Yes, I was working at the voice then which was a safe distance, but close enough to see everything. I had just gotten to work and a friend sent me a message with the news – I didn’t believe him. We went outside to look and I saw at that point the hole in the north tower, and the smoke pouring out. My first thought was “How are they going to fix that?” We didn’t know that something was happening, we thought it was an accident. I remember thinking that so many people were dead in that moment, so I went in and didn’t want to look any more. We were trapped there, they closed all the tunnels and bridges so we went to the park across the street, smoked cigarettes and drank beer. We didn’t know what else to do. That’s when we started to see this long column of people walking from downtown covered in dust.

That must have been horrible.

It was so so quiet, a very heavy atmosphere. The most painful thing was seeing the home made posters looking for family members and friends, it was strange that they all adopted the same format. They were everywhere, and you would start to see the same faces and names all over the place. It was very hard to face that every day. Thankfully, I didn’t lose any friends in that. Everyone had someone or they knew someone that had died there. The smell was also really bad because of the smoke and maybe some other things. That smell was on me for a long time.

What other things do you do here?

I teach piano to kids and I also sing in some choirs. I was just accepted into a professional choir actually. We’re going to sing at Municipal House soon. I also got to sing Beethoven’s 9th at Rudolfinum a while ago which was great. And in New York, I sang Mozart at Carnegie Hall – another nerdgasm.

When did you discover that you could sing?

That’s a good question because I never really thought that I could. I’ve always been an instrumentalist. Flute, piano and violin. I would sing in my car, you know.
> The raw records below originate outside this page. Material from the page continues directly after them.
//! Holonet is a galactic archive REST API: a catalog of planets and people,
//! with per-user favorites over both.

pub mod model;
pub mod server;
use sea_orm_migration::{prelude::*, schema::*};

#[derive(DeriveMigrationName)]
pub struct Migration;

#[async_trait::async_trait]
impl MigrationTrait for Migration {
    async fn up(&self, manager: &SchemaManager) -> Result<(), DbErr> {
        manager
            .create_table(
                Table::create()
                    .table(Planet::Table)
                    .if_not_exists()
                    .col(pk_auto(Planet::Id))
                    .col(string(Planet::Name))
                    .col(string(Planet::Description))
                    .col(big_integer(Planet::Population))
                    .col(timestamp(Planet::CreatedAt))
                    .to_owned(),
            )
            .await?;

        Ok(())
    }

    async fn down(&self, manager: &SchemaManager) -> Result<(), DbErr> {
        manager
            .drop_table(Table::drop().table(Planet::Table).to_owned())
            .await?;

        Ok(())
    }
}

#[derive(DeriveIden)]
pub enum Planet {
    Table,
    Id,
    Name,
    Description,
    Population,
    CreatedAt,
}
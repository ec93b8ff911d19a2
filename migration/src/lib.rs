pub use sea_orm_migration::prelude::*;

mod m20260801_000001_create_user_table;
mod m20260801_000002_create_planet_table;
mod m20260801_000003_create_people_table;
mod m20260801_000004_create_favorite_table;

pub struct Migrator;

#[async_trait::async_trait]
impl MigratorTrait for Migrator {
    fn migrations() -> Vec<Box<dyn MigrationTrait>> {
        vec![
            Box::new(m20260801_000001_create_user_table::Migration),
            Box::new(m20260801_000002_create_planet_table::Migration),
            Box::new(m20260801_000003_create_people_table::Migration),
            Box::new(m20260801_000004_create_favorite_table::Migration),
        ]
    }
}
//! Data access layer repositories.
//!
//! This module contains all database repository implementations for the
//! application. Repositories provide an abstraction layer over database
//! operations, one per entity, each constructed over a borrowed connection.

pub mod favorite;
pub mod people;
pub mod planet;
pub mod user;
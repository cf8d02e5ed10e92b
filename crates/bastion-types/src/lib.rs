//! Shared type definitions for the Bastion property store.
//!
//! This crate is the leaf of the workspace: every other crate depends on it
//! and it depends on nothing but `serde`, `uuid`, and `thiserror`.
//!
//! # Modules
//!
//! - [`ids`] -- Strongly-typed entity identifiers.
//! - [`key`] -- Namespaced property keys and their grammar.
//! - [`value`] -- Primitive storage kinds and raw stored values.

pub mod ids;
pub mod key;
pub mod value;

pub use ids::EntityId;
pub use key::{KeyError, Namespace, PropertyKey};
pub use value::{PrimitiveType, RawValue};
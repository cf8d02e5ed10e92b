//! Transfer parameters and results.
//!
//! A [`Transfer`] names the amount, both parties, and the two balance
//! properties money moves between. Running it through
//! [`Ledger::execute`](crate::Ledger::execute) yields a [`TransferOutcome`];
//! only [`TransferOutcome::Success`] carries a [`TransferReceipt`].

use bastion_store::PersistentProperty;
use bastion_types::EntityId;
use chrono::{DateTime, Utc};
use serde::Serialize;
use uuid::Uuid;

// ---------------------------------------------------------------------------
// Parameters
// ---------------------------------------------------------------------------

/// Parameters for one balance-to-balance movement.
///
/// Packs the arguments of a transfer into a single struct to keep call
/// sites readable. The ledger writes absolute balances, so the
/// properties' merge rules are not consulted.
#[derive(Debug, Clone, Copy)]
pub struct Transfer<'a> {
    /// Quantity to move.
    pub amount: f64,
    /// Paying entity.
    pub source: EntityId,
    /// Receiving entity.
    pub target: EntityId,
    /// Balance debited.
    pub source_balance: &'a PersistentProperty<f64>,
    /// Balance credited.
    pub target_balance: &'a PersistentProperty<f64>,
}

impl<'a> Transfer<'a> {
    /// Describe a transfer between two entities' balances.
    pub const fn new(
        amount: f64,
        source: EntityId,
        target: EntityId,
        source_balance: &'a PersistentProperty<f64>,
        target_balance: &'a PersistentProperty<f64>,
    ) -> Self {
        Self {
            amount,
            source,
            target,
            source_balance,
            target_balance,
        }
    }
}

// ---------------------------------------------------------------------------
// Results
// ---------------------------------------------------------------------------

/// Record of a completed transfer.
#[derive(Debug, Clone, PartialEq, Serialize)]
pub struct TransferReceipt {
    /// Unique receipt id (time-ordered).
    pub id: Uuid,
    /// Paying entity.
    pub source: EntityId,
    /// Receiving entity.
    pub target: EntityId,
    /// Amount debited from the source.
    pub amount: f64,
    /// Amount actually credited to the target. Less than `amount` when the
    /// target hit the balance ceiling.
    pub credited: f64,
    /// Source balance after the transfer.
    pub source_balance: f64,
    /// Target balance after the transfer.
    pub target_balance: f64,
    /// When the transfer committed.
    pub completed_at: DateTime<Utc>,
}

impl TransferReceipt {
    /// Whether the credit was cut short by the balance ceiling.
    pub const fn was_clamped(&self) -> bool {
        self.credited < self.amount
    }
}

/// Result of a transfer attempt.
///
/// Every variant except [`Success`](Self::Success) leaves both balances
/// untouched.
#[derive(Debug, Clone, PartialEq, Serialize)]
#[serde(tag = "outcome", rename_all = "snake_case")]
pub enum TransferOutcome {
    /// Balances were updated.
    Success(TransferReceipt),
    /// Source and target were the same entity.
    CannotPaySelf,
    /// The amount was zero, negative, or not finite.
    InvalidAmount,
    /// The source balance was below the amount.
    InsufficientFunds,
    /// The target balance was already at the ceiling.
    ReceiverFull,
}

impl TransferOutcome {
    /// Whether balances changed.
    pub const fn is_success(&self) -> bool {
        matches!(self, Self::Success(_))
    }

    /// The receipt, if the transfer went through.
    pub const fn receipt(&self) -> Option<&TransferReceipt> {
        match self {
            Self::Success(receipt) => Some(receipt),
            _ => None,
        }
    }
}

impl core::fmt::Display for TransferOutcome {
    fn fmt(&self, f: &mut core::fmt::Formatter<'_>) -> core::fmt::Result {
        match self {
            Self::Success(receipt) if receipt.was_clamped() => write!(
                f,
                "transferred {} ({} credited, receiver at limit)",
                receipt.amount, receipt.credited
            ),
            Self::Success(receipt) => write!(f, "transferred {}", receipt.amount),
            Self::CannotPaySelf => f.write_str("cannot pay yourself"),
            Self::InvalidAmount => f.write_str("amount must be a positive number"),
            Self::InsufficientFunds => f.write_str("insufficient funds"),
            Self::ReceiverFull => f.write_str("receiver cannot hold any more"),
        }
    }
}
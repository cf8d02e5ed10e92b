//! Entity-keyed facade over the registry and the ledger.
//!
//! Hosts usually know players only by id. [`Economy`] resolves ids to
//! [`Account`]s through the [`ManagerRegistry`] and runs every operation
//! through the one [`Ledger`] sharing the registry's runtime.

use bastion_store::ManagerRegistry;
use bastion_types::EntityId;

use crate::account::{Account, Balances};
use crate::ledger::Ledger;
use crate::transfer::TransferOutcome;
use crate::EconomyError;

/// Accounts and balance operations for one namespace.
#[derive(Debug)]
pub struct Economy {
    registry: ManagerRegistry,
    ledger: Ledger,
}

impl Economy {
    /// Build an economy over `registry` with a balance ceiling.
    ///
    /// # Errors
    ///
    /// Returns [`EconomyError::InvalidCeiling`] for a bad `max_balance`.
    pub fn new(registry: ManagerRegistry, max_balance: f64) -> Result<Self, EconomyError> {
        let ledger = Ledger::new(registry.runtime().clone(), max_balance)?;
        Ok(Self { registry, ledger })
    }

    /// The registry accounts are opened from.
    pub const fn registry(&self) -> &ManagerRegistry {
        &self.registry
    }

    /// The ledger every operation runs through.
    pub const fn ledger(&self) -> &Ledger {
        &self.ledger
    }

    /// The account of `entity`.
    ///
    /// # Errors
    ///
    /// Propagates property construction failures.
    pub fn account(&self, entity: EntityId) -> Result<Account, EconomyError> {
        Ok(Account::open(&self.registry.of(entity))?)
    }

    /// Snapshot of `entity`'s account.
    ///
    /// # Errors
    ///
    /// Propagates store failures.
    pub async fn balances(&self, entity: EntityId) -> Result<Balances, EconomyError> {
        Ok(self.account(entity)?.balances().await?)
    }

    /// Pay `amount` of cash from one entity to another.
    ///
    /// # Errors
    ///
    /// See [`Ledger::execute`].
    pub async fn pay(
        &self,
        amount: f64,
        from: EntityId,
        to: EntityId,
    ) -> Result<TransferOutcome, EconomyError> {
        if from == to {
            return Ok(TransferOutcome::CannotPaySelf);
        }
        let (payer, payee) = (self.account(from)?, self.account(to)?);
        self.ledger.pay(amount, &payer, &payee).await
    }

    /// Move cash into the bank.
    ///
    /// # Errors
    ///
    /// See [`Ledger::execute`].
    pub async fn deposit(
        &self,
        entity: EntityId,
        amount: f64,
    ) -> Result<TransferOutcome, EconomyError> {
        self.ledger.deposit(&self.account(entity)?, amount).await
    }

    /// Move banked funds back to cash.
    ///
    /// # Errors
    ///
    /// See [`Ledger::execute`].
    pub async fn withdraw(
        &self,
        entity: EntityId,
        amount: f64,
    ) -> Result<TransferOutcome, EconomyError> {
        self.ledger.withdraw(&self.account(entity)?, amount).await
    }

    /// Set `entity`'s interest rate.
    ///
    /// # Errors
    ///
    /// See [`Ledger::set_interest_rate`].
    pub async fn set_interest_rate(&self, entity: EntityId, rate: f64) -> Result<(), EconomyError> {
        self.ledger
            .set_interest_rate(&self.account(entity)?, rate)
            .await
    }

    /// Apply interest to `entity`'s bank balance. Returns the amount
    /// credited.
    ///
    /// # Errors
    ///
    /// See [`Ledger::apply_interest`].
    pub async fn apply_interest(&self, entity: EntityId) -> Result<f64, EconomyError> {
        self.ledger.apply_interest(&self.account(entity)?).await
    }

    /// Apply interest to every resident account. Returns the total
    /// credited.
    ///
    /// # Errors
    ///
    /// Stops at the first store failure.
    #[allow(clippy::arithmetic_side_effects)]
    pub async fn apply_interest_to(
        &self,
        entities: impl IntoIterator<Item = EntityId>,
    ) -> Result<f64, EconomyError> {
        let mut total = 0.0;
        for entity in entities {
            total += self.apply_interest(entity).await?;
        }
        Ok(total)
    }
}
//! Typed persistent property store for the Bastion plugin-support library.
//!
//! Properties are small typed values (balances, counters, flags, titles)
//! attached to an entity, usually a player, and persisted by a backing
//! container the host provides. This crate turns that untyped container
//! into typed, lazily-defaulted, merge-on-write accessors with a single
//! serialization point.
//!
//! # Architecture
//!
//! ```text
//! ManagerRegistry ──of(entity)──> PropertyManager ──create(name, default)──> PersistentProperty<T>
//!                                       │                                          │
//!                                       └──────────── PropertyStore <──────────────┘
//!                                                          │
//!                                  StoreRuntime (lock + write worker + error sink)
//!                                                          │
//!                                              BackingContainer (memory | Dragonfly)
//! ```
//!
//! # Modules
//!
//! - [`codec`] -- Value type to storage kind mapping ([`Codec`], [`Persistable`]).
//! - [`container`] -- [`BackingContainer`] / [`ContainerProvider`] and the in-memory backend.
//! - [`dragonfly`] -- `Dragonfly` (Redis-compatible) backend.
//! - [`runtime`] -- [`StoreRuntime`]: the global lock, write worker, and error sink.
//! - [`store`] -- [`PropertyStore`]: one entity's guarded read/write/remove.
//! - [`property`] -- [`PersistentProperty`] and [`Merge`].
//! - [`manager`] -- [`PropertyManager`] and [`ManagerRegistry`].
//! - [`error`] -- [`StoreError`].
//!
//! # Usage
//!
//! ```
//! use std::sync::Arc;
//!
//! use bastion_store::{ManagerRegistry, MemoryBackend, Merge, StoreRuntime};
//! use bastion_types::{EntityId, Namespace};
//!
//! # async fn demo() -> Result<(), bastion_store::StoreError> {
//! let runtime = StoreRuntime::with_logging();
//! let registry = ManagerRegistry::new(
//!     Namespace::new("bastion")?,
//!     Arc::new(MemoryBackend::new()),
//!     runtime.clone(),
//! );
//!
//! let player = EntityId::new();
//! let kills = registry.of(player).create_with("kills", 0_i64, Merge::accumulate())?;
//! kills.set(3).await?;
//! kills.set(4).await?;
//! assert_eq!(kills.get().await?, 7);
//! # Ok(())
//! # }
//! ```

pub mod codec;
pub mod container;
pub mod dragonfly;
pub mod error;
pub mod manager;
pub mod property;
pub mod runtime;
pub mod store;

// Re-export primary types at crate root.
pub use codec::{Codec, Persistable, ValueType};
pub use container::{BackingContainer, ContainerProvider, MemoryBackend, MemoryContainer};
pub use dragonfly::{DragonflyBackend, DragonflyContainer};
pub use error::StoreError;
pub use manager::{ManagerRegistry, PropertyManager};
pub use property::{Merge, PersistentProperty};
pub use runtime::{logging_sink, ErrorSink, StoreGuard, StoreLock, StoreRuntime, WriteHandle};
pub use store::PropertyStore;
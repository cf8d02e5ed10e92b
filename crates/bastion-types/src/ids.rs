//! Type-safe entity identifier wrapping a [`Uuid`].
//!
//! The host identifies players (and any other entity that owns properties)
//! by a stable UUID. Wrapping it keeps entity identity from being confused
//! with receipt or request identifiers at compile time.

use serde::{Deserialize, Serialize};
use uuid::Uuid;

/// Stable identity of an entity that owns a property store (usually a
/// player). Keys the manager cache and scopes every stored value.
#[derive(Debug, Clone, Copy, PartialEq, Eq, PartialOrd, Ord, Hash, Serialize, Deserialize)]
pub struct EntityId(pub Uuid);

impl EntityId {
    /// Create a new identifier using UUID v7 (time-ordered).
    pub fn new() -> Self {
        Self(Uuid::now_v7())
    }

    /// Return the inner [`Uuid`] value.
    pub const fn into_inner(self) -> Uuid {
        self.0
    }
}

impl Default for EntityId {
    fn default() -> Self {
        Self::new()
    }
}

impl core::fmt::Display for EntityId {
    fn fmt(&self, f: &mut core::fmt::Formatter<'_>) -> core::fmt::Result {
        write!(f, "{}", self.0)
    }
}

impl core::str::FromStr for EntityId {
    type Err = uuid::Error;

    fn from_str(s: &str) -> Result<Self, Self::Err> {
        Uuid::parse_str(s).map(Self)
    }
}

impl From<Uuid> for EntityId {
    fn from(id: Uuid) -> Self {
        Self(id)
    }
}

impl From<EntityId> for Uuid {
    fn from(id: EntityId) -> Self {
        id.0
    }
}
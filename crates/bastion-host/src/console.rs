//! Line-oriented operator console over the economy.
//!
//! One command per line. Bad input is answered and the loop carries on;
//! only console I/O failures end it.

use bastion_economy::{Economy, TransferOutcome};
use bastion_types::EntityId;
use tokio::io::{AsyncBufRead, AsyncBufReadExt as _, AsyncWrite, AsyncWriteExt as _};

use crate::error::HostError;

/// Console usage text.
pub const HELP: &str = "\
commands:
  balance <player>                 show cash, bank and interest rate
  pay <from> <to> <amount>         move cash between players
  deposit <player> <amount>        move cash into the bank
  withdraw <player> <amount>       move banked funds to cash
  rate <player> <rate>             set the interest rate
  interest <player>                apply interest once
  flush                            wait for queued writes
  help                             show this text
  quit                             exit";

/// A parsed console command.
#[derive(Debug, Clone, Copy, PartialEq)]
pub enum Command {
    /// Show an account.
    Balance(EntityId),
    /// Cash transfer between two players.
    Pay {
        /// Paying player.
        from: EntityId,
        /// Receiving player.
        to: EntityId,
        /// Amount to move.
        amount: f64,
    },
    /// Cash to bank.
    Deposit {
        /// Account owner.
        player: EntityId,
        /// Amount to move.
        amount: f64,
    },
    /// Bank to cash.
    Withdraw {
        /// Account owner.
        player: EntityId,
        /// Amount to move.
        amount: f64,
    },
    /// Set an interest rate.
    Rate {
        /// Account owner.
        player: EntityId,
        /// New rate.
        rate: f64,
    },
    /// Apply interest once.
    Interest(EntityId),
    /// Wait for queued writes.
    Flush,
    /// Show usage.
    Help,
    /// Leave the console.
    Quit,
}

/// Why a line could not be parsed.
#[derive(Debug, thiserror::Error)]
pub enum ParseError {
    /// Nothing but whitespace.
    #[error("empty command")]
    Empty,

    /// First word is not a command.
    #[error("unknown command {word:?}, try `help`")]
    Unknown {
        /// The unrecognized word.
        word: String,
    },

    /// Wrong number of arguments.
    #[error("usage: {usage}")]
    Usage {
        /// Expected shape of the command.
        usage: &'static str,
    },

    /// A player argument was not a UUID.
    #[error("invalid player id {value:?}: {source}")]
    BadId {
        /// The rejected text.
        value: String,
        /// The underlying parse error.
        source: uuid::Error,
    },

    /// A numeric argument was not a number.
    #[error("invalid number {value:?}: {source}")]
    BadNumber {
        /// The rejected text.
        value: String,
        /// The underlying parse error.
        source: core::num::ParseFloatError,
    },
}

impl core::str::FromStr for Command {
    type Err = ParseError;

    fn from_str(line: &str) -> Result<Self, Self::Err> {
        let words: Vec<&str> = line.split_whitespace().collect();
        let Some((&verb, args)) = words.split_first() else {
            return Err(ParseError::Empty);
        };
        match (verb.to_ascii_lowercase().as_str(), args) {
            ("balance", [player]) => Ok(Self::Balance(id(player)?)),
            ("balance", _) => Err(usage("balance <player>")),
            ("pay", [from, to, amount]) => Ok(Self::Pay {
                from: id(from)?,
                to: id(to)?,
                amount: number(amount)?,
            }),
            ("pay", _) => Err(usage("pay <from> <to> <amount>")),
            ("deposit", [player, amount]) => Ok(Self::Deposit {
                player: id(player)?,
                amount: number(amount)?,
            }),
            ("deposit", _) => Err(usage("deposit <player> <amount>")),
            ("withdraw", [player, amount]) => Ok(Self::Withdraw {
                player: id(player)?,
                amount: number(amount)?,
            }),
            ("withdraw", _) => Err(usage("withdraw <player> <amount>")),
            ("rate", [player, rate]) => Ok(Self::Rate {
                player: id(player)?,
                rate: number(rate)?,
            }),
            ("rate", _) => Err(usage("rate <player> <rate>")),
            ("interest", [player]) => Ok(Self::Interest(id(player)?)),
            ("interest", _) => Err(usage("interest <player>")),
            ("flush", []) => Ok(Self::Flush),
            ("help", _) => Ok(Self::Help),
            ("quit" | "exit", []) => Ok(Self::Quit),
            _ => Err(ParseError::Unknown {
                word: verb.to_owned(),
            }),
        }
    }
}

const fn usage(usage: &'static str) -> ParseError {
    ParseError::Usage { usage }
}

fn id(value: &str) -> Result<EntityId, ParseError> {
    value.parse().map_err(|source| ParseError::BadId {
        value: value.to_owned(),
        source,
    })
}

fn number(value: &str) -> Result<f64, ParseError> {
    value.parse().map_err(|source| ParseError::BadNumber {
        value: value.to_owned(),
        source,
    })
}

/// What the loop does after a command.
#[derive(Debug, Clone, PartialEq, Eq)]
pub enum Reply {
    /// Print this and read the next line.
    Text(String),
    /// Stop reading.
    Quit,
}

/// Serves commands against one [`Economy`].
#[derive(Debug)]
pub struct Console {
    economy: Economy,
}

impl Console {
    /// Wrap an economy.
    pub const fn new(economy: Economy) -> Self {
        Self { economy }
    }

    /// The economy commands run against.
    pub const fn economy(&self) -> &Economy {
        &self.economy
    }

    /// Read commands from `input` until `quit` or end of input, writing
    /// one reply per command to `output`. Queued writes are flushed before
    /// returning.
    ///
    /// # Errors
    ///
    /// Returns [`HostError::Io`] if reading or writing fails.
    pub async fn run<R, W>(&self, input: R, mut output: W) -> Result<(), HostError>
    where
        R: AsyncBufRead + Unpin,
        W: AsyncWrite + Unpin,
    {
        let mut lines = input.lines();
        while let Some(line) = lines.next_line().await? {
            if line.trim().is_empty() {
                continue;
            }
            let reply = match line.parse::<Command>() {
                Ok(command) => self.reply(command).await,
                Err(err) => Reply::Text(err.to_string()),
            };
            match reply {
                Reply::Text(text) => {
                    output.write_all(text.as_bytes()).await?;
                    output.write_all(b"\n").await?;
                    output.flush().await?;
                }
                Reply::Quit => break,
            }
        }
        self.economy().registry().runtime().flush().await;
        Ok(())
    }

    /// Execute `command`, turning failures into operator-facing text.
    pub async fn reply(&self, command: Command) -> Reply {
        match self.execute(command).await {
            Ok(reply) => reply,
            Err(err) => {
                tracing::warn!(error = %err, ?command, "console command failed");
                Reply::Text(format!("error: {err}"))
            }
        }
    }

    /// Execute `command`.
    ///
    /// # Errors
    ///
    /// Propagates store and economy failures.
    pub async fn execute(&self, command: Command) -> Result<Reply, HostError> {
        let eco = &self.economy;
        let text = match command {
            Command::Balance(player) => {
                let balances = eco.balances(player).await?;
                serde_json::to_string(&balances).map_err(bastion_store::StoreError::from)?
            }
            Command::Pay { from, to, amount } => describe(&eco.pay(amount, from, to).await?),
            Command::Deposit { player, amount } => describe(&eco.deposit(player, amount).await?),
            Command::Withdraw { player, amount } => {
                describe(&eco.withdraw(player, amount).await?)
            }
            Command::Rate { player, rate } => {
                eco.set_interest_rate(player, rate).await?;
                format!("interest rate set to {rate}")
            }
            Command::Interest(player) => {
                let credited = eco.apply_interest(player).await?;
                format!("credited {credited}")
            }
            Command::Flush => {
                eco.registry().runtime().flush().await;
                "flushed".to_owned()
            }
            Command::Help => HELP.to_owned(),
            Command::Quit => return Ok(Reply::Quit),
        };
        Ok(Reply::Text(text))
    }
}

fn describe(outcome: &TransferOutcome) -> String {
    match outcome.receipt() {
        Some(receipt) => format!(
            "{outcome} (receipt {}, balances {} -> {})",
            receipt.id, receipt.source_balance, receipt.target_balance
        ),
        None => format!("rejected: {outcome}"),
    }
}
But I didn’t discover it until about maybe 5 years ago when I auditioned for a choir in New York and got in.

Do you sing in the shower? And if so, what do you sing?

Of course. Umm, I think it depends on my mood, whatever is stuck in my head. From Dvořák to the Clash, maybe ‘Sabotage’ by the Beastie Boys (laughs).

I love your cats. How long have you had them for?

Thank you! I’m a proud cat Mum. Lola is 15 but she was already a year old when I adopted her, and Diablo is 12. I probably pay more attention to them than maybe a normal person might. But what is normal?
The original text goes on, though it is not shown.